+++ ENTRIES SHOWN

//! Common utilities and shared types for agora.
//!
//! This crate provides foundational components used across all agora crates:
//!
//! - **Configuration**: Application settings via [`Config`]
//! - **Error handling**: Unified error types via [`AppError`] and [`AppResult`]
//! - **ID Generation**: Snowflake-style 64-bit identifiers via [`IdGenerator`]
//!
//! # Example
//!
//! ```no_run
//! use agora_common::{AppResult, Config, IdGenerator};
//!
//! fn example() -> AppResult<()> {
//!     let config = Config::load()?;
//!     let id_gen = IdGenerator::new(&config.id.epoch, config.id.worker_id)?;
//!     let id = id_gen.generate()?;
//!     println!("Generated ID: {id}");
//!     Ok(())
//! }
//! ```

pub mod config;
pub mod error;
pub mod id;

pub use config::Config;
pub use error::{AppError, AppResult};
pub use id::{Clock, IdError, IdGenerator, IdLayout, IdParts, SystemClock};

++++++

**EXERCISE AIM**
Restate the whole set of entries exactly.

**EXERCISE ANSWER**
//! Common utilities and shared types for agora.
//!
//! This crate provides foundational components used across all agora crates:
//!
//! - **Configuration**: Application settings via [`Config`]
//! - **Error handling**: Unified error types via [`AppError`] and [`AppResult`]
//! - **ID Generation**: Snowflake-style 64-bit identifiers via [`IdGenerator`]
//!
//! # Example
//!
//! ```no_run
//! use agora_common::{AppResult, Config, IdGenerator};
//!
//! fn example() -> AppResult<()> {
//!     let config = Config::load()?;
//!     let id_gen = IdGenerator::new(&config.id.epoch, config.id.worker_id)?;
//!     let id = id_gen.generate()?;
//!     println!("Generated ID: {id}");
//!     Ok(())
//! }
//! ```

pub mod config;
pub mod error;
pub mod id;

pub use config::Config;
pub use error::{AppError, AppResult};
pub use id::{Clock, IdError, IdGenerator, IdLayout, IdParts, SystemClock};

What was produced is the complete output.